▶ _Exercise aim_
From the records below, give the number of lines that include the word "failed". Add no other words.

(Stored items)
┌────────

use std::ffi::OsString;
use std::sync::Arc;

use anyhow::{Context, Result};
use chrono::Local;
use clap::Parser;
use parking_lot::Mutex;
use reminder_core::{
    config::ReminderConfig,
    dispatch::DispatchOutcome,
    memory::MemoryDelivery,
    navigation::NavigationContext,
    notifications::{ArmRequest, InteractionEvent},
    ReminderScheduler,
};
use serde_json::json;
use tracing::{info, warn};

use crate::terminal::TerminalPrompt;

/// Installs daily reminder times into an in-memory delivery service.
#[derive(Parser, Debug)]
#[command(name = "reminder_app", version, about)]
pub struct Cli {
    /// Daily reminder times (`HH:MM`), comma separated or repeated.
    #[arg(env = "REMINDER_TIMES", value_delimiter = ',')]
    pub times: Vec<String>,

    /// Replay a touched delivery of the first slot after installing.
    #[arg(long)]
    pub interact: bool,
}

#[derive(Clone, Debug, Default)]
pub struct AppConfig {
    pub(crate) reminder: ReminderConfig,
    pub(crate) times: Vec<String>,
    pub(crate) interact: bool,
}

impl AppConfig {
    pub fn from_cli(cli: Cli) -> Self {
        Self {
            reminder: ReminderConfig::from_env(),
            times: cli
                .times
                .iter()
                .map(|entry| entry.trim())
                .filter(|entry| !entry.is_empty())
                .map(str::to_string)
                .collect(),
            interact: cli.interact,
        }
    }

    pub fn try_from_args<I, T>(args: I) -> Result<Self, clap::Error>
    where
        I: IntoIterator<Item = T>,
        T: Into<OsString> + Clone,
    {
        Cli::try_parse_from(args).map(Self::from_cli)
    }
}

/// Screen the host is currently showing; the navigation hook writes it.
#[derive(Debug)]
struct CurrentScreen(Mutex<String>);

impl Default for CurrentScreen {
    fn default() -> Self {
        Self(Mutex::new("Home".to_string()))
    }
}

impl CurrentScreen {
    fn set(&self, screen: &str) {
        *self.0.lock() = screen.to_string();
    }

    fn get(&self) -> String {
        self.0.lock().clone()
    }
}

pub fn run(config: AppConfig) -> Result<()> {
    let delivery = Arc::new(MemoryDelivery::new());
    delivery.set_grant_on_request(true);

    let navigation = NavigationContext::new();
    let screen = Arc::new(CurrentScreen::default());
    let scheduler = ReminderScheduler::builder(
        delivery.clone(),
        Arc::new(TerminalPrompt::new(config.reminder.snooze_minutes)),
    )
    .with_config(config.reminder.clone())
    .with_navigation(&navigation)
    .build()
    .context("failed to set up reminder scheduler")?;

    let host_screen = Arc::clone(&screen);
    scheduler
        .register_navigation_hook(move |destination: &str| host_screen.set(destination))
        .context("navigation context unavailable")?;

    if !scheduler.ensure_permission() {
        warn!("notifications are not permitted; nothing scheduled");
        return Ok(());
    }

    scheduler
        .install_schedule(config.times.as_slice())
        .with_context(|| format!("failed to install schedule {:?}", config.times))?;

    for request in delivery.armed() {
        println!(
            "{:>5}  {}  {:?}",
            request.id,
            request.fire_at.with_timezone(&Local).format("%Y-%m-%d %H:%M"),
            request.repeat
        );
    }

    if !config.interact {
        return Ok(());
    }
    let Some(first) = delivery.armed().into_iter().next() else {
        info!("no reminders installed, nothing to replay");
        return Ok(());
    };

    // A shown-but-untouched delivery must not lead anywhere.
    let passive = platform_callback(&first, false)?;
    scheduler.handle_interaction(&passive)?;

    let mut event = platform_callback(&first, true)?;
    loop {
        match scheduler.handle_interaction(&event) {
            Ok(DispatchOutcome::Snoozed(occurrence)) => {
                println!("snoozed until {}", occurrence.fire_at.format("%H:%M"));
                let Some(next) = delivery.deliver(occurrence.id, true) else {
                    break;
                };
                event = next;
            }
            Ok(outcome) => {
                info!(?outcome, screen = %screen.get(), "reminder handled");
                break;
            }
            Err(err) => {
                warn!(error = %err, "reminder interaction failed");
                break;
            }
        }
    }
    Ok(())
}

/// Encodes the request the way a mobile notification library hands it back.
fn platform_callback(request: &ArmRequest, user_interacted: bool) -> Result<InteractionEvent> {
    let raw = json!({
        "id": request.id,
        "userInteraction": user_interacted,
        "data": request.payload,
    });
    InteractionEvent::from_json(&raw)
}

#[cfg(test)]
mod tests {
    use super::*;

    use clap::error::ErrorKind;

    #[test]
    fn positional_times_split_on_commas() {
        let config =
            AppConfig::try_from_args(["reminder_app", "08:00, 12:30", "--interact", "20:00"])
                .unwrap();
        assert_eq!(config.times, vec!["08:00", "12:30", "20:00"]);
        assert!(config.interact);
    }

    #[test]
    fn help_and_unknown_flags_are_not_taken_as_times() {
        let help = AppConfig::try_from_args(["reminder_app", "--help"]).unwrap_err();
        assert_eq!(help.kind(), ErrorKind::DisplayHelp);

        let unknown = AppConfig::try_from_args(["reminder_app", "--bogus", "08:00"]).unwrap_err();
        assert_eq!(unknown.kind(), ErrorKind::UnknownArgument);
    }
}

└────────
┌────────

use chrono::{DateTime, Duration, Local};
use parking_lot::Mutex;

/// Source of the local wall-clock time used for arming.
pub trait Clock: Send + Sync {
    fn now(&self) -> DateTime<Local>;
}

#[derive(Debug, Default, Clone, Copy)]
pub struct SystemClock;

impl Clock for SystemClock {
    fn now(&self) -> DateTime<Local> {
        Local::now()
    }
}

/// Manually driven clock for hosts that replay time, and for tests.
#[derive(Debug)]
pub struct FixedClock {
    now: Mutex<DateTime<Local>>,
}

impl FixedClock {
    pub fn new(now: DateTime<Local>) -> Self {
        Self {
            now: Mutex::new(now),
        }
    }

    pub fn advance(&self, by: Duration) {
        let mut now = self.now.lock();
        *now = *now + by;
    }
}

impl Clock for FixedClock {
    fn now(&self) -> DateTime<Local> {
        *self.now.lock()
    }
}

└────────

▶ _Written answer_
3